А у этого Олафа Дууна — впрочем, только треть I тома и м<ожет> б<ыть> и он дойдет до последнего в роду — отец — тот же сын — тот же внук — тот же правнук, так что в конце концов читаешь всё про одного.
Великолепные ландшафты. Как беден богатый юг перед бедным севером! Я теперь четырех северян знаю: Андерсен, Лагерлёф, Сигрид Ундсет и Олаф Дуун — и это всё одной породы: порождение почвы. И один сильнее и богаче другого. (В каждом почва еще раз сильней!) Гамсуна забыла — тоже родную силу, переборовшего (как впрочем, и его современница гениальная Лагерлёф) убийственный для творчества конец прошлого века. Самый волшебный — Андерсен, самая своеобразная — Лагерлёф, самая человечная — Ундсет, и самый целеустремленный (упорный) — Олаф Дуун. (Все — волшебные, все своеобразные, все — человечные, я только говорю о перевесе — на фоне той же силы.)[686]

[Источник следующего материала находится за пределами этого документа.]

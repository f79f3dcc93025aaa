use crate::state::AppState;
use axum::Router;

mod dto;
pub mod handlers;
pub mod ledger;
pub mod repo;
pub mod repo_types;

pub fn router() -> Router<AppState> {
    handlers::usage_routes()
}
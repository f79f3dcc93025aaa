use std::net::SocketAddr;
use std::time::Duration;

use axum::{
    http::{header, HeaderValue, Method},
    middleware, Router,
};
use tower_http::{cors::CorsLayer, trace::TraceLayer};
use tracing::warn;

use crate::auth::extractors::require_auth;
use crate::state::AppState;
use crate::{auth, health, meals, preferences, usage};

pub fn build_app(state: AppState) -> Router {
    let protected = Router::new()
        .merge(auth::protected_router())
        .merge(usage::router())
        .merge(preferences::router())
        .merge(meals::router())
        .route_layer(middleware::from_fn_with_state(state.clone(), require_auth));

    Router::new()
        .merge(health::health_routes())
        .merge(auth::router())
        .merge(protected)
        .layer(cors_layer(&state.config.allowed_origins))
        .layer(
            TraceLayer::new_for_http()
                .make_span_with(|req: &axum::http::Request<_>| {
                    let method = req.method().clone();
                    let uri = req.uri().clone();
                    tracing::info_span!("http_request", %method, uri = %uri, status = tracing::field::Empty)
                })
                .on_response(
                    |res: &axum::http::Response<_>, latency: Duration, span: &tracing::Span| {
                        let status = res.status();
                        span.record("status", tracing::field::display(status));
                        let latency_ms = latency.as_millis() as u64;
                        if status.is_server_error() {
                            tracing::error!(%status, latency_ms, "response");
                        } else {
                            tracing::info!(%status, latency_ms, "response");
                        }
                    },
                ),
        )
        .with_state(state)
}

/// Permissive when no origins are configured, otherwise an allow-list with credentials.
fn cors_layer(origins: &[String]) -> CorsLayer {
    if origins.is_empty() {
        return CorsLayer::permissive();
    }
    let origins: Vec<HeaderValue> = origins
        .iter()
        .filter_map(|o| match o.parse::<HeaderValue>() {
            Ok(v) => Some(v),
            Err(_) => {
                warn!(origin = %o, "ignoring unparsable CORS origin");
                None
            }
        })
        .collect();
    CorsLayer::new()
        .allow_origin(origins)
        .allow_methods([
            Method::GET,
            Method::POST,
            Method::PUT,
            Method::DELETE,
            Method::OPTIONS,
        ])
        .allow_headers([header::ORIGIN, header::CONTENT_TYPE, header::AUTHORIZATION])
        .allow_credentials(true)
        .max_age(Duration::from_secs(12 * 60 * 60))
}

pub async fn serve(app: Router) -> anyhow::Result<()> {
    let addr: SocketAddr = format!(
        "{}:{}",
        std::env::var("APP_HOST").unwrap_or_else(|_| "0.0.0.0".into()),
        std::env::var("APP_PORT").unwrap_or_else(|_| "8080".into())
    )
    .parse()?;

    tracing::info!("listening on {}", addr);
    let listener = tokio::net::TcpListener::bind(addr).await?;
    axum::serve(listener, app)
        .with_graceful_shutdown(shutdown_signal())
        .await?;
    tracing::info!("server exited gracefully");
    Ok(())
}

async fn shutdown_signal() {
    let ctrl_c = async {
        if let Err(e) = tokio::signal::ctrl_c().await {
            warn!(error = %e, "failed to listen for ctrl-c");
            std::future::pending::<()>().await;
        }
    };

    #[cfg(unix)]
    let terminate = async {
        match tokio::signal::unix::signal(tokio::signal::unix::SignalKind::terminate()) {
            Ok(mut sig) => {
                sig.recv().await;
            }
            Err(e) => {
                warn!(error = %e, "failed to listen for SIGTERM");
                std::future::pending::<()>().await;
            }
        }
    };

    #[cfg(not(unix))]
    let terminate = std::future::pending::<()>();

    tokio::select! {
        _ = ctrl_c => {},
        _ = terminate => {},
    }
    tracing::info!("shutting down");
}
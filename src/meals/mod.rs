mod dto;
pub mod handlers;
mod services;

use crate::state::AppState;
use axum::Router;

pub fn router() -> Router<AppState> {
    handlers::meal_routes()
}
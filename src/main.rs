mod app;
mod auth;
mod config;
mod error;
mod health;
mod llm;
mod meals;
mod preferences;
mod state;
mod store;
mod usage;

#[tokio::main]
async fn main() -> anyhow::Result<()> {
    dotenvy::dotenv().ok();

    let env_filter = std::env::var("RUST_LOG")
        .unwrap_or_else(|_| "mealplanner=debug,axum=info,tower_http=info".to_string());
    let json_logs = std::env::var("LOG_FORMAT")
        .map(|v| v == "json")
        .unwrap_or(false);

    if json_logs {
        tracing_subscriber::fmt()
            .with_env_filter(env_filter)
            .with_target(false)
            .json()
            .init();
    } else {
        tracing_subscriber::fmt().with_env_filter(env_filter).init();
    }

    let app_state = state::AppState::init().await?;
    let app = app::build_app(app_state);
    app::serve(app).await
}
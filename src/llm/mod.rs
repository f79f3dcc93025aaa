use async_trait::async_trait;

pub mod anthropic;
pub mod prompt;

/// The remote text-generation call gated by the usage ledger.
///
/// Opaque to callers: text in, text out, no retries.
#[async_trait]
pub trait MeteredAction: Send + Sync {
    async fn invoke(&self, system_prompt: &str, user_message: &str) -> anyhow::Result<String>;

    /// Whether the backend has what it needs to be called at all.
    fn is_configured(&self) -> bool;
}

#[cfg(test)]
pub mod fake {
    use std::sync::atomic::{AtomicBool, AtomicUsize, Ordering};
    use std::sync::Mutex;

    use super::*;

    /// Echoes the prompt back, or fails on demand.
    #[derive(Default)]
    pub struct ScriptedLlm {
        pub calls: AtomicUsize,
        pub fail: AtomicBool,
        pub last_user_message: Mutex<Option<String>>,
    }

    #[async_trait]
    impl MeteredAction for ScriptedLlm {
        async fn invoke(&self, _system_prompt: &str, user_message: &str) -> anyhow::Result<String> {
            self.calls.fetch_add(1, Ordering::SeqCst);
            *self.last_user_message.lock().unwrap() = Some(user_message.to_string());
            if self.fail.load(Ordering::SeqCst) {
                anyhow::bail!("scripted failure");
            }
            Ok(format!("suggestion for: {user_message}"))
        }

        fn is_configured(&self) -> bool {
            true
        }
    }
}
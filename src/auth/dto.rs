use serde::{Deserialize, Serialize};

/// Request body for user registration.
#[derive(Debug, Deserialize)]
pub struct RegisterRequest {
    pub email: String,
    pub password: String,
}

/// Request body for login.
#[derive(Debug, Deserialize)]
pub struct LoginRequest {
    pub email: String,
    pub password: String,
}

/// Response returned after login or register.
#[derive(Debug, Serialize)]
pub struct AuthResponse {
    pub status: &'static str,
    pub message: &'static str,
    pub token: String,
    pub user: PublicUser,
}

/// Public part of the user returned to the client.
#[derive(Debug, Clone, PartialEq, Eq, Serialize)]
pub struct PublicUser {
    pub id: i64,
    pub email: String,
}

#[derive(Debug, Serialize)]
pub struct MessageResponse {
    pub status: &'static str,
    pub message: &'static str,
}

#[derive(Debug, Serialize)]
pub struct ProfileResponse {
    pub status: &'static str,
    pub user: PublicUser,
}

/// A freshly issued session.
#[derive(Debug)]
pub struct Session {
    pub token: String,
    pub user: PublicUser,
}
use serde::{Deserialize, Serialize};
use sqlx::FromRow;
use time::OffsetDateTime;

/// User record in the database.
#[derive(Debug, Clone, Serialize, Deserialize, FromRow)]
pub struct User {
    pub id: i64,
    pub email: String,
    #[serde(skip_serializing)]
    pub password_hash: String, // argon2 PHC string, never exposed in JSON
    pub created_at: OffsetDateTime,
    pub updated_at: OffsetDateTime,
}
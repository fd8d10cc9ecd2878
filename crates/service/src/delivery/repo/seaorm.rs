use chrono::Utc;
use models::delivery::{self, NewDelivery};
use models::product;
use sea_orm::sea_query::{Expr, Func};
use sea_orm::{
    ActiveModelTrait, ColumnTrait, DatabaseConnection, EntityTrait, IntoActiveModel, PaginatorTrait, QueryFilter,
    QueryOrder, Set,
};
use uuid::Uuid;

use crate::delivery::domain::{DeliveryChanges, DeliveryView};
use crate::delivery::repository::DeliveryRepository;
use crate::errors::ServiceError;
use crate::populate;

pub struct SeaOrmDeliveryRepository {
    pub db: DatabaseConnection,
}

impl SeaOrmDeliveryRepository {
    async fn populate(&self, rows: Vec<delivery::Model>) -> Result<Vec<DeliveryView>, ServiceError> {
        let refs = populate::product_refs(&self.db, rows.iter().map(|d| d.product_id)).await?;
        Ok(rows
            .into_iter()
            .map(|d| {
                let product = refs.get(&d.product_id).cloned();
                DeliveryView::from_model(d, product)
            })
            .collect())
    }

    async fn populate_one(&self, row: delivery::Model) -> Result<DeliveryView, ServiceError> {
        let product = populate::product_refs(&self.db, [row.product_id]).await?.remove(&row.product_id);
        Ok(DeliveryView::from_model(row, product))
    }
}

#[async_trait::async_trait]
impl DeliveryRepository for SeaOrmDeliveryRepository {
    async fn list(&self) -> Result<Vec<DeliveryView>, ServiceError> {
        let rows = delivery::Entity::find()
            .order_by_desc(delivery::Column::CreatedAt)
            .all(&self.db)
            .await?;
        self.populate(rows).await
    }

    async fn get(&self, id: Uuid) -> Result<Option<DeliveryView>, ServiceError> {
        match delivery::Entity::find_by_id(id).one(&self.db).await? {
            Some(row) => Ok(Some(self.populate_one(row).await?)),
            None => Ok(None),
        }
    }

    async fn company_name_taken(&self, name: &str, exclude: Option<Uuid>) -> Result<bool, ServiceError> {
        let mut query = delivery::Entity::find()
            .filter(Expr::expr(Func::lower(Expr::col(delivery::Column::CompanyName))).eq(name.trim().to_lowercase()));
        if let Some(id) = exclude {
            query = query.filter(delivery::Column::Id.ne(id));
        }
        Ok(query.count(&self.db).await? > 0)
    }

    async fn insert(&self, input: NewDelivery) -> Result<DeliveryView, ServiceError> {
        let row = delivery::create(&self.db, input).await?;
        self.populate_one(row).await
    }

    async fn update(&self, id: Uuid, changes: DeliveryChanges) -> Result<Option<DeliveryView>, ServiceError> {
        let Some(row) = delivery::Entity::find_by_id(id).one(&self.db).await? else {
            return Ok(None);
        };
        let mut am = row.into_active_model();
        if let Some(v) = changes.product_id { am.product_id = Set(v); }
        if let Some(v) = changes.company_name { am.company_name = Set(v); }
        if let Some(v) = changes.date { am.date = Set(v); }
        if let Some(v) = changes.price { am.price = Set(v); }
        if let Some(v) = changes.status { am.status = Set(v); }
        if let Some(v) = changes.quantity { am.quantity = Set(v); }
        am.updated_at = Set(Utc::now().into());
        let updated = am.update(&self.db).await?;
        Ok(Some(self.populate_one(updated).await?))
    }

    async fn delete_cascade(&self, id: Uuid) -> Result<u64, ServiceError> {
        let (deleted, products) = tokio::join!(
            delivery::Entity::delete_by_id(id).exec(&self.db),
            product::Entity::delete_many()
                .filter(product::Column::ScheduleId.eq(id))
                .exec(&self.db),
        );
        deleted?;
        Ok(products?.rows_affected)
    }
}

Но простите за этот «северный обзор», во-первых — это некий естественный возврат к источнику (Вам), во-вторых — север моя совсем не «литературная», а жизненная, кровная, душевная, жаркая страсть, весь, с Нибелунгами[687], с финнами, с фьордами, с той природой, которой я никогда не видала и не увижу, но которая — моя. Которую — узнаю*.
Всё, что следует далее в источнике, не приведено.